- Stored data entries

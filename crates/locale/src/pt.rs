//! European Portuguese word tables
//!
//! European usage differs from Brazilian in the teens ("catorze",
//! "dezasseis") and in defaulting to the long scale, where "bilião"
//! names a million millions. Both naming systems are exposed through
//! the scale word table so callers pick per conversion.

use std::collections::HashMap;
use std::sync::Arc;

use once_cell::sync::Lazy;

use extenso_core::{Locale, NumberCategory, ScaleMode};

/// Unit words indexed by value, zero included.
const UNITS: [&str; 10] = [
    "zero", "um", "dois", "três", "quatro", "cinco", "seis", "sete", "oito", "nove",
];

/// Two-digit values with a word of their own: the teens and the exact
/// multiples of ten. Everything else in the bracket is decomposed.
static TENS: Lazy<HashMap<u64, &'static str>> = Lazy::new(|| {
    let mut map = HashMap::new();

    // 10..=19
    map.insert(10, "dez");
    map.insert(11, "onze");
    map.insert(12, "doze");
    map.insert(13, "treze");
    map.insert(14, "catorze");
    map.insert(15, "quinze");
    map.insert(16, "dezasseis");
    map.insert(17, "dezassete");
    map.insert(18, "dezoito");
    map.insert(19, "dezanove");

    // Exact tens
    map.insert(20, "vinte");
    map.insert(30, "trinta");
    map.insert(40, "quarenta");
    map.insert(50, "cinquenta");
    map.insert(60, "sessenta");
    map.insert(70, "setenta");
    map.insert(80, "oitenta");
    map.insert(90, "noventa");

    map
});

/// Exact hundred multiples from 200 up. 100 itself has two forms and
/// lives in [`PtLocale::hundred_word`].
static HUNDREDS: Lazy<HashMap<u64, &'static str>> = Lazy::new(|| {
    let mut map = HashMap::new();

    map.insert(200, "duzentos");
    map.insert(300, "trezentos");
    map.insert(400, "quatrocentos");
    map.insert(500, "quinhentos");
    map.insert(600, "seiscentos");
    map.insert(700, "setecentos");
    map.insert(800, "oitocentos");
    map.insert(900, "novecentos");

    map
});

/// Words that follow the preceding group with a plain space. "dois mil"
/// takes no connective, "vinte e três" does.
const NO_CONNECTIVE: &[&str] = &[
    "mil",
    "milhão",
    "milhões",
    "mil milhões",
    "bilião",
    "biliões",
    "trilião",
    "triliões",
];

/// European Portuguese tables behind the [`Locale`] contract.
#[derive(Debug, Default, Clone, Copy)]
pub struct PtLocale;

impl PtLocale {
    /// Shared handle to the Portuguese tables.
    pub fn shared() -> Arc<dyn Locale> {
        static SHARED: Lazy<Arc<PtLocale>> = Lazy::new(|| Arc::new(PtLocale));
        SHARED.clone()
    }
}

impl Locale for PtLocale {
    fn lookup(&self, category: NumberCategory, value: u64) -> Option<&str> {
        match category {
            NumberCategory::Unity => UNITS.get(value as usize).copied(),
            NumberCategory::Ten => TENS.get(&value).copied(),
            NumberCategory::Hundred => HUNDREDS.get(&value).copied(),
            _ => None,
        }
    }

    fn hundred_word(&self, prefixed: bool) -> &str {
        if prefixed {
            "cento"
        } else {
            "cem"
        }
    }

    fn scale_word(
        &self,
        category: NumberCategory,
        scale: ScaleMode,
        plural: bool,
    ) -> Option<&str> {
        let word = match (category, scale) {
            (NumberCategory::Thousand, _) => "mil",
            (NumberCategory::Million, _) => {
                if plural {
                    "milhões"
                } else {
                    "milhão"
                }
            }
            // Long scale names 10^9 by composition and keeps "bilião"
            // for 10^12; short scale shifts each word down a bracket.
            (NumberCategory::ThousandMillions, ScaleMode::LongScale) => "mil milhões",
            (NumberCategory::ThousandMillions, ScaleMode::ShortScale) => {
                if plural {
                    "biliões"
                } else {
                    "bilião"
                }
            }
            (NumberCategory::Billion, ScaleMode::LongScale) => {
                if plural {
                    "biliões"
                } else {
                    "bilião"
                }
            }
            (NumberCategory::Billion, ScaleMode::ShortScale) => {
                if plural {
                    "triliões"
                } else {
                    "trilião"
                }
            }
            _ => return None,
        };
        Some(word)
    }

    fn connective(&self) -> &str {
        "e"
    }

    fn attaches_bare(&self, word: &str) -> bool {
        NO_CONNECTIVE.contains(&word)
    }

    fn decimal_separator(&self) -> &str {
        "vírgula"
    }

    fn zero_word(&self) -> &str {
        "zero"
    }

    fn unsupported_message(&self) -> &str {
        "número não suportado"
    }
}
//! Locale data for extenso
//!
//! Word tables implementing the `Locale` contract from `extenso-core`.
//! Currently ships European Portuguese; further languages slot in as
//! sibling modules with their own tables.

pub mod pt;

pub use pt::PtLocale;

- EXERCISE AIM
The records above are to be repeated in full, word for word.

- RESULT OF THIS TASK
filename crates/locale/src/pt.rs
//! European Portuguese word tables
//!
//! European usage differs from Brazilian in the teens ("catorze",
//! "dezasseis") and in defaulting to the long scale, where "bilião"
//! names a million millions. Both naming systems are exposed through
//! the scale word table so callers pick per conversion.

use std::collections::HashMap;
use std::sync::Arc;

use once_cell::sync::Lazy;

use extenso_core::{Locale, NumberCategory, ScaleMode};

/// Unit words indexed by value, zero included.
const UNITS: [&str; 10] = [
    "zero", "um", "dois", "três", "quatro", "cinco", "seis", "sete", "oito", "nove",
];

/// Two-digit values with a word of their own: the teens and the exact
/// multiples of ten. Everything else in the bracket is decomposed.
static TENS: Lazy<HashMap<u64, &'static str>> = Lazy::new(|| {
    let mut map = HashMap::new();

    // 10..=19
    map.insert(10, "dez");
    map.insert(11, "onze");
    map.insert(12, "doze");
    map.insert(13, "treze");
    map.insert(14, "catorze");
    map.insert(15, "quinze");
    map.insert(16, "dezasseis");
    map.insert(17, "dezassete");
    map.insert(18, "dezoito");
    map.insert(19, "dezanove");

    // Exact tens
    map.insert(20, "vinte");
    map.insert(30, "trinta");
    map.insert(40, "quarenta");
    map.insert(50, "cinquenta");
    map.insert(60, "sessenta");
    map.insert(70, "setenta");
    map.insert(80, "oitenta");
    map.insert(90, "noventa");

    map
});

/// Exact hundred multiples from 200 up. 100 itself has two forms and
/// lives in [`PtLocale::hundred_word`].
static HUNDREDS: Lazy<HashMap<u64, &'static str>> = Lazy::new(|| {
    let mut map = HashMap::new();

    map.insert(200, "duzentos");
    map.insert(300, "trezentos");
    map.insert(400, "quatrocentos");
    map.insert(500, "quinhentos");
    map.insert(600, "seiscentos");
    map.insert(700, "setecentos");
    map.insert(800, "oitocentos");
    map.insert(900, "novecentos");

    map
});

/// Words that follow the preceding group with a plain space. "dois mil"
/// takes no connective, "vinte e três" does.
const NO_CONNECTIVE: &[&str] = &[
    "mil",
    "milhão",
    "milhões",
    "mil milhões",
    "bilião",
    "biliões",
    "trilião",
    "triliões",
];

/// European Portuguese tables behind the [`Locale`] contract.
#[derive(Debug, Default, Clone, Copy)]
pub struct PtLocale;

impl PtLocale {
    /// Shared handle to the Portuguese tables.
    pub fn shared() -> Arc<dyn Locale> {
        static SHARED: Lazy<Arc<PtLocale>> = Lazy::new(|| Arc::new(PtLocale));
        SHARED.clone()
    }
}

impl Locale for PtLocale {
    fn lookup(&self, category: NumberCategory, value: u64) -> Option<&str> {
        match category {
            NumberCategory::Unity => UNITS.get(value as usize).copied(),
            NumberCategory::Ten => TENS.get(&value).copied(),
            NumberCategory::Hundred => HUNDREDS.get(&value).copied(),
            _ => None,
        }
    }

    fn hundred_word(&self, prefixed: bool) -> &str {
        if prefixed {
            "cento"
        } else {
            "cem"
        }
    }

    fn scale_word(
        &self,
        category: NumberCategory,
        scale: ScaleMode,
        plural: bool,
    ) -> Option<&str> {
        let word = match (category, scale) {
            (NumberCategory::Thousand, _) => "mil",
            (NumberCategory::Million, _) => {
                if plural {
                    "milhões"
                } else {
                    "milhão"
                }
            }
            // Long scale names 10^9 by composition and keeps "bilião"
            // for 10^12; short scale shifts each word down a bracket.
            (NumberCategory::ThousandMillions, ScaleMode::LongScale) => "mil milhões",
            (NumberCategory::ThousandMillions, ScaleMode::ShortScale) => {
                if plural {
                    "biliões"
                } else {
                    "bilião"
                }
            }
            (NumberCategory::Billion, ScaleMode::LongScale) => {
                if plural {
                    "biliões"
                } else {
                    "bilião"
                }
            }
            (NumberCategory::Billion, ScaleMode::ShortScale) => {
                if plural {
                    "triliões"
                } else {
                    "trilião"
                }
            }
            _ => return None,
        };
        Some(word)
    }

    fn connective(&self) -> &str {
        "e"
    }

    fn attaches_bare(&self, word: &str) -> bool {
        NO_CONNECTIVE.contains(&word)
    }

    fn decimal_separator(&self) -> &str {
        "vírgula"
    }

    fn zero_word(&self) -> &str {
        "zero"
    }

    fn unsupported_message(&self) -> &str {
        "número não suportado"
    }
}
//! Locale data for extenso
//!
//! Word tables implementing the `Locale` contract from `extenso-core`.
//! Currently ships European Portuguese; further languages slot in as
//! sibling modules with their own tables.

pub mod pt;

pub use pt::PtLocale;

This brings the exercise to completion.